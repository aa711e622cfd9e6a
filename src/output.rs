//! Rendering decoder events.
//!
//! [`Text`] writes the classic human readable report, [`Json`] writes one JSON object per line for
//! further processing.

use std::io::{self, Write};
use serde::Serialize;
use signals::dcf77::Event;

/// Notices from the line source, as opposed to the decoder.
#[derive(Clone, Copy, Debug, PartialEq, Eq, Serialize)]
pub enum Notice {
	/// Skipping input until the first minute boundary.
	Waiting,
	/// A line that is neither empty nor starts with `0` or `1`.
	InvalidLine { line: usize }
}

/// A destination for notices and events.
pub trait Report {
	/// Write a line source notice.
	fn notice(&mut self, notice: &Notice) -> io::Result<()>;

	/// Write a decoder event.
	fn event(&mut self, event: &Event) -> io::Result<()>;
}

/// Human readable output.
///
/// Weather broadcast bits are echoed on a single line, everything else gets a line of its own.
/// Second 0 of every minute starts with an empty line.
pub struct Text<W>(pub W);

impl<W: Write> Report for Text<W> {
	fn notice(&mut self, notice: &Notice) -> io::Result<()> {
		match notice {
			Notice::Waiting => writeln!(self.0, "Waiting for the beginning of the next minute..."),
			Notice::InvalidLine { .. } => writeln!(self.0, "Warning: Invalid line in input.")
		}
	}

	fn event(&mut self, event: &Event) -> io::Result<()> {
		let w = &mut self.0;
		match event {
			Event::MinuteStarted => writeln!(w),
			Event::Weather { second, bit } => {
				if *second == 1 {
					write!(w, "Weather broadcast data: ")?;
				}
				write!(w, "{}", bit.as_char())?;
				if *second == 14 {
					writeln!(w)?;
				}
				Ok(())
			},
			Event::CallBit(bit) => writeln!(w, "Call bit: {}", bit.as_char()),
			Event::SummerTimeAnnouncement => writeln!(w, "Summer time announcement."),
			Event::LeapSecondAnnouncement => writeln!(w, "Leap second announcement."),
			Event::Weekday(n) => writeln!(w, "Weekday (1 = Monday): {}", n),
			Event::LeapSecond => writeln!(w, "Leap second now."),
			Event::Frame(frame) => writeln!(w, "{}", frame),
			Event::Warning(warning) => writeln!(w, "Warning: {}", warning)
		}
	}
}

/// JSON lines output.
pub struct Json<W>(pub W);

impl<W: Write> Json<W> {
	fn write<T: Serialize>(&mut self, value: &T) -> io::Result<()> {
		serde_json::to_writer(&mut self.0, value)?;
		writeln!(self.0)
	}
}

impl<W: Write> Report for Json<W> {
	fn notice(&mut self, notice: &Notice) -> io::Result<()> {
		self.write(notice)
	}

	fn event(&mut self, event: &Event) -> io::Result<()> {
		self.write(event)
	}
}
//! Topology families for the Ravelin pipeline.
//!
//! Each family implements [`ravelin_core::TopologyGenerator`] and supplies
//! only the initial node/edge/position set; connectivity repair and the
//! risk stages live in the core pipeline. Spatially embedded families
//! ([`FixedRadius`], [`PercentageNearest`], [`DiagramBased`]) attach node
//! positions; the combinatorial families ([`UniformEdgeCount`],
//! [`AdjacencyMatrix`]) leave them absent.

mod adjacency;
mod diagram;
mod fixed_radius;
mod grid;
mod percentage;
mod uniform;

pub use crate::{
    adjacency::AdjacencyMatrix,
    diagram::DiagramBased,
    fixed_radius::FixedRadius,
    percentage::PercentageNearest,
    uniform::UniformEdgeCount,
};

...

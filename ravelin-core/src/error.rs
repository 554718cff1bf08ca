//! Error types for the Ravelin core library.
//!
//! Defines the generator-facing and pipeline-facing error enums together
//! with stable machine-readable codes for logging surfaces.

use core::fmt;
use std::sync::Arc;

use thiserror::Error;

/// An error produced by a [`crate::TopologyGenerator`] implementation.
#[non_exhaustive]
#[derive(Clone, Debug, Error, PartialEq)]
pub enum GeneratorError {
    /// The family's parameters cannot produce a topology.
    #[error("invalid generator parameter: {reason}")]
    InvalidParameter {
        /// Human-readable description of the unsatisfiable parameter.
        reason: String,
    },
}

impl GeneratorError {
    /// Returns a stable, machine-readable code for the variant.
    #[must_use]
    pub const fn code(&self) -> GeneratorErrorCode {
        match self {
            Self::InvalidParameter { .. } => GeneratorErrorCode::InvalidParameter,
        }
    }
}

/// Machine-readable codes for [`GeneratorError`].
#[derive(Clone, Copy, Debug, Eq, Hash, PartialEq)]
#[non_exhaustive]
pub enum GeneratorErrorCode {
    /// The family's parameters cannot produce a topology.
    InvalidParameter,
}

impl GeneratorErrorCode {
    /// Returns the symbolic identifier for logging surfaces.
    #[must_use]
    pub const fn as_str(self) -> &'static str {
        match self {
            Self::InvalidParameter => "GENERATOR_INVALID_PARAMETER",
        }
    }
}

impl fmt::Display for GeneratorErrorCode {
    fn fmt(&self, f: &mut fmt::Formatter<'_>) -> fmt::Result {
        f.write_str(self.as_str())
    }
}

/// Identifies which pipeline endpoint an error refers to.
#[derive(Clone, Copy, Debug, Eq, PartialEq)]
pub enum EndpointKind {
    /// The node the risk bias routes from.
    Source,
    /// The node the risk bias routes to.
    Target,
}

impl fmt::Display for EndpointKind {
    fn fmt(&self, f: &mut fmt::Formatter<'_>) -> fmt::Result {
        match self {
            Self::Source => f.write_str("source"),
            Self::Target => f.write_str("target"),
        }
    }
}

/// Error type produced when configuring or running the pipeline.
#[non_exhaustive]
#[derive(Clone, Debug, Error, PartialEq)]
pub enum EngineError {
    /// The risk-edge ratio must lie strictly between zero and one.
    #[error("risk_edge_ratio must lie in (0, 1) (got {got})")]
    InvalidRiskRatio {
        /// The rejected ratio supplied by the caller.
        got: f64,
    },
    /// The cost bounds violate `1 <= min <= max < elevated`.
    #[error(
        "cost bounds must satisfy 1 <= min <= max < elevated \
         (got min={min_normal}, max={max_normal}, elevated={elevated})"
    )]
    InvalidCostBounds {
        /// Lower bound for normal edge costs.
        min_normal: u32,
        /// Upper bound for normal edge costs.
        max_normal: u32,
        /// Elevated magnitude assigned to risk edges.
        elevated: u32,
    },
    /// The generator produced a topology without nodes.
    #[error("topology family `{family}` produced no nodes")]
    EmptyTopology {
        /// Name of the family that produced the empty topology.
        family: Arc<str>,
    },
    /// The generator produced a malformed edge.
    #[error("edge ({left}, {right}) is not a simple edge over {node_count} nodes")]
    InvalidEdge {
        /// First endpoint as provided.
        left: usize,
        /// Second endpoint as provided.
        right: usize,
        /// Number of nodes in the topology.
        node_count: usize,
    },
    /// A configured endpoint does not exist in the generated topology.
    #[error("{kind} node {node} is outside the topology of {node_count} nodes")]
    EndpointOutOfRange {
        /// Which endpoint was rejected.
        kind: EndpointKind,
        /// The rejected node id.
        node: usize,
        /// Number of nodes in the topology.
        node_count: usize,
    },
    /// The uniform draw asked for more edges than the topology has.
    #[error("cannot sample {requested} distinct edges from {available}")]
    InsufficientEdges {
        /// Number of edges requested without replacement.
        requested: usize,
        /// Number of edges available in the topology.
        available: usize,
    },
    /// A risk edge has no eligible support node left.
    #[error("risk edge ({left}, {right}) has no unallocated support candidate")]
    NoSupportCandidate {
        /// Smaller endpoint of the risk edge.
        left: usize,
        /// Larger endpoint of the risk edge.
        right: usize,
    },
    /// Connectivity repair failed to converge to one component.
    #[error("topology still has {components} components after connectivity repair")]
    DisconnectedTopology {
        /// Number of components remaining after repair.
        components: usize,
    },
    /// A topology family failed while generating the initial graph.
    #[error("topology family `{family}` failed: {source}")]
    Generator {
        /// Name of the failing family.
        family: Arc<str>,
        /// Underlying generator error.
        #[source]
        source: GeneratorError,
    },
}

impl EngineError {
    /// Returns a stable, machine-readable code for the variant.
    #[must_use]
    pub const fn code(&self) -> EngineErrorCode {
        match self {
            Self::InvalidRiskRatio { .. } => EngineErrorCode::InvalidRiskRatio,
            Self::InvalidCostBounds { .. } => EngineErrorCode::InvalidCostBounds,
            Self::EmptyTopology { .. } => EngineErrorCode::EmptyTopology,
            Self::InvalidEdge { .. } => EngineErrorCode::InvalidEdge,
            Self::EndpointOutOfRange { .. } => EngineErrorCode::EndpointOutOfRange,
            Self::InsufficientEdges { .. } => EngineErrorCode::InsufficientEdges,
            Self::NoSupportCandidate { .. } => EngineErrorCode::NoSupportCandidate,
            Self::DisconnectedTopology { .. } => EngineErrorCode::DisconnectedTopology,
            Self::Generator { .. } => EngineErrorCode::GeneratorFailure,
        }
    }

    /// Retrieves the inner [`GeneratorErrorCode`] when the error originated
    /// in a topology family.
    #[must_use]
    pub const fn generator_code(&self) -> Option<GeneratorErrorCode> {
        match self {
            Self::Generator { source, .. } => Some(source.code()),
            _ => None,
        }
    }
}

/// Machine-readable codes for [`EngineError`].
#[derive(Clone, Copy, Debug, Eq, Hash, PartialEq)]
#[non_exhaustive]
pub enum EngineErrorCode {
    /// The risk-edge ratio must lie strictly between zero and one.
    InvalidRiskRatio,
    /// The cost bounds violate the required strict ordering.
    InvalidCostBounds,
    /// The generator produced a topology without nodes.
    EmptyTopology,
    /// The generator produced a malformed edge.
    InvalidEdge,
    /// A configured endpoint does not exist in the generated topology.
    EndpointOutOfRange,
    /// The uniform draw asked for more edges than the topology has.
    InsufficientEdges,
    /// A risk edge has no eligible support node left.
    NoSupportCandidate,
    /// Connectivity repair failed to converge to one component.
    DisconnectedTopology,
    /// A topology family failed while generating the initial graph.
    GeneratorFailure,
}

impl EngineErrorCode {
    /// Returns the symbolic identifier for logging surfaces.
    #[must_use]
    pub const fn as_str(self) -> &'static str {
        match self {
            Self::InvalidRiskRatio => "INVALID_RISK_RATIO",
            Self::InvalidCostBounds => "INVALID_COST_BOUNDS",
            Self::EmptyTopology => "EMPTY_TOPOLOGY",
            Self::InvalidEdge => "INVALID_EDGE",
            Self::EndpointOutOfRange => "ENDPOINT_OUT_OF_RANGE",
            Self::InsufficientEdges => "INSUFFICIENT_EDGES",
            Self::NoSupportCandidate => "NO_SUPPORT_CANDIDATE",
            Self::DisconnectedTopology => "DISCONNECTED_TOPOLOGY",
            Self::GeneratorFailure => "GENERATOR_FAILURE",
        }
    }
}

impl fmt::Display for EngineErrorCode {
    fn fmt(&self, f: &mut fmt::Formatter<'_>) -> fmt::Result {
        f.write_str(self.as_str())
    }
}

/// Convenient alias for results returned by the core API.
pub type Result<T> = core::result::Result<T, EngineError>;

REQUIRED ACTION: In the data above, copy every line where the string "bias" appears.

RESPONSE TO THE TASK:
    /// The node the risk bias routes from.
    /// The node the risk bias routes to.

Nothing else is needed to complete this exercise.